* _Task details_
Go through the material under this sentence. Return every line holding "different".
- - - - -
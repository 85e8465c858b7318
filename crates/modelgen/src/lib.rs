#![allow(clippy::doc_markdown)]
#![allow(clippy::missing_errors_doc)]
#![allow(clippy::too_many_lines)]

pub mod generator;
pub mod utils;
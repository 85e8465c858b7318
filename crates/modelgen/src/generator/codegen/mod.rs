mod deferred;
mod formatter;
mod renderer;

pub use deferred::{DeferredUpdateRenderer, ForwardRefUpdater};
pub use formatter::{CodeFormatter, CommandFormatter};
pub use renderer::{ClassRenderer, ModelRenderer, python_literal};
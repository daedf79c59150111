//! Core logging bootstrap.
//!
//! # Responsibility
//! - Initialize file-based rolling logs exactly once per process.
//! - Capture panics as sanitized log events.
//!
//! # Invariants
//! - Initialization is idempotent for an identical `(level, log_dir)` pair.
//! - Re-initialization with a different level or directory is rejected.
//! - Initialization never panics.
//! - Log events carry ids and counts only; project names, descriptions and
//!   note messages are never written to logs.

use flexi_logger::{Cleanup, Criterion, FileSpec, Logger, LoggerHandle, Naming, WriteMode};
use log::{error, info};
use once_cell::sync::OnceCell;
use std::error::Error;
use std::fmt::{Display, Formatter};
use std::path::{Path, PathBuf};

const LOG_FILE_BASENAME: &str = "planbook";
const MAX_LOG_FILE_SIZE_BYTES: u64 = 5 * 1024 * 1024;
const MAX_LOG_FILES: usize = 3;
const MAX_PANIC_PAYLOAD_CHARS: usize = 160;

static ACTIVE_LOGGER: OnceCell<ActiveLogger> = OnceCell::new();
static PANIC_HOOK: OnceCell<()> = OnceCell::new();

struct ActiveLogger {
    level: &'static str,
    log_dir: PathBuf,
    _handle: LoggerHandle,
}

/// Failure to configure or start core logging.
#[derive(Debug, Clone, PartialEq, Eq)]
pub enum LoggingError {
    /// Level is not one of `trace|debug|info|warn|error`.
    UnsupportedLevel(String),
    /// Directory is empty or relative.
    InvalidDirectory(String),
    /// Directory could not be created or the backend failed to start.
    Backend(String),
    /// Logging is already active with a different level or directory.
    AlreadyInitialized { active: String, requested: String },
}

impl Display for LoggingError {
    fn fmt(&self, f: &mut Formatter<'_>) -> std::fmt::Result {
        match self {
            Self::UnsupportedLevel(level) => write!(
                f,
                "unsupported log level `{level}`; expected trace|debug|info|warn|error"
            ),
            Self::InvalidDirectory(message) => write!(f, "invalid log directory: {message}"),
            Self::Backend(message) => write!(f, "logger backend failed: {message}"),
            Self::AlreadyInitialized { active, requested } => write!(
                f,
                "logging already initialized with `{active}`; refusing to switch to `{requested}`"
            ),
        }
    }
}

impl Error for LoggingError {}

/// Starts rolling file logging under `log_dir` at `level`.
///
/// # Errors
/// - `UnsupportedLevel` / `InvalidDirectory` for bad inputs.
/// - `AlreadyInitialized` when a different configuration is already active.
/// - `Backend` when the directory or logger cannot be set up.
pub fn init_logging(level: &str, log_dir: &Path) -> Result<(), LoggingError> {
    let level = normalize_level(level)?;
    let log_dir = normalize_log_dir(log_dir)?;

    let active = ACTIVE_LOGGER.get_or_try_init(|| start_logger(level, &log_dir))?;
    ensure_same_config(active, level, &log_dir)
}

/// Returns `(level, log_dir)` of the active logger, if any.
pub fn logging_status() -> Option<(&'static str, PathBuf)> {
    ACTIVE_LOGGER
        .get()
        .map(|active| (active.level, active.log_dir.clone()))
}

/// Returns `debug` for debug builds and `info` for release builds.
pub fn default_log_level() -> &'static str {
    if cfg!(debug_assertions) {
        "debug"
    } else {
        "info"
    }
}

pub(crate) fn normalize_level(level: &str) -> Result<&'static str, LoggingError> {
    match level.trim().to_ascii_lowercase().as_str() {
        "trace" => Ok("trace"),
        "debug" => Ok("debug"),
        "info" => Ok("info"),
        "warn" | "warning" => Ok("warn"),
        "error" => Ok("error"),
        other => Err(LoggingError::UnsupportedLevel(other.to_string())),
    }
}

pub(crate) fn normalize_log_dir(log_dir: &Path) -> Result<PathBuf, LoggingError> {
    if log_dir.as_os_str().is_empty() {
        return Err(LoggingError::InvalidDirectory(
            "path cannot be empty".to_string(),
        ));
    }
    if !log_dir.is_absolute() {
        return Err(LoggingError::InvalidDirectory(format!(
            "path must be absolute, got `{}`",
            log_dir.display()
        )));
    }
    Ok(log_dir.to_path_buf())
}

fn start_logger(level: &'static str, log_dir: &Path) -> Result<ActiveLogger, LoggingError> {
    std::fs::create_dir_all(log_dir).map_err(|err| {
        LoggingError::Backend(format!("cannot create `{}`: {err}", log_dir.display()))
    })?;

    let handle = Logger::try_with_str(level)
        .map_err(|err| LoggingError::Backend(err.to_string()))?
        .log_to_file(
            FileSpec::default()
                .directory(log_dir)
                .basename(LOG_FILE_BASENAME),
        )
        .rotate(
            Criterion::Size(MAX_LOG_FILE_SIZE_BYTES),
            Naming::Numbers,
            Cleanup::KeepLogFiles(MAX_LOG_FILES),
        )
        .write_mode(WriteMode::BufferAndFlush)
        .append()
        .format_for_files(flexi_logger::detailed_format)
        .start()
        .map_err(|err| LoggingError::Backend(err.to_string()))?;

    install_panic_hook();

    info!(
        "event=core_init module=core status=ok version={} level={} log_dir={}",
        env!("CARGO_PKG_VERSION"),
        level,
        log_dir.display()
    );

    Ok(ActiveLogger {
        level,
        log_dir: log_dir.to_path_buf(),
        _handle: handle,
    })
}

fn ensure_same_config(
    active: &ActiveLogger,
    level: &'static str,
    log_dir: &Path,
) -> Result<(), LoggingError> {
    if active.log_dir != log_dir {
        return Err(LoggingError::AlreadyInitialized {
            active: active.log_dir.display().to_string(),
            requested: log_dir.display().to_string(),
        });
    }
    if active.level != level {
        return Err(LoggingError::AlreadyInitialized {
            active: active.level.to_string(),
            requested: level.to_string(),
        });
    }
    Ok(())
}

fn install_panic_hook() {
    if PANIC_HOOK.set(()).is_err() {
        return;
    }

    let previous_hook = std::panic::take_hook();
    std::panic::set_hook(Box::new(move |panic_info| {
        let location = panic_info
            .location()
            .map(|loc| format!("{}:{}", loc.file(), loc.line()))
            .unwrap_or_else(|| "unknown".to_string());
        let payload = panic_info
            .payload()
            .downcast_ref::<&str>()
            .map(|message| (*message).to_string())
            .or_else(|| panic_info.payload().downcast_ref::<String>().cloned())
            .unwrap_or_else(|| "non-string panic payload".to_string());
        error!(
            "event=panic_captured module=core status=error location={} payload={}",
            location,
            sanitize_message(&payload, MAX_PANIC_PAYLOAD_CHARS)
        );
        previous_hook(panic_info);
    }));
}

/// Flattens line breaks and caps length so one event stays on one line.
fn sanitize_message(value: &str, max_chars: usize) -> String {
    let flattened = value.replace(['\n', '\r'], " ");
    if flattened.chars().count() <= max_chars {
        return flattened;
    }
    let mut truncated: String = flattened.chars().take(max_chars).collect();
    truncated.push_str("...");
    truncated
}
- - - - -
* _Output for this exercise_
//! - Re-initialization with a different level or directory is rejected.
    /// Logging is already active with a different level or directory.
/// - `AlreadyInitialized` when a different configuration is already active.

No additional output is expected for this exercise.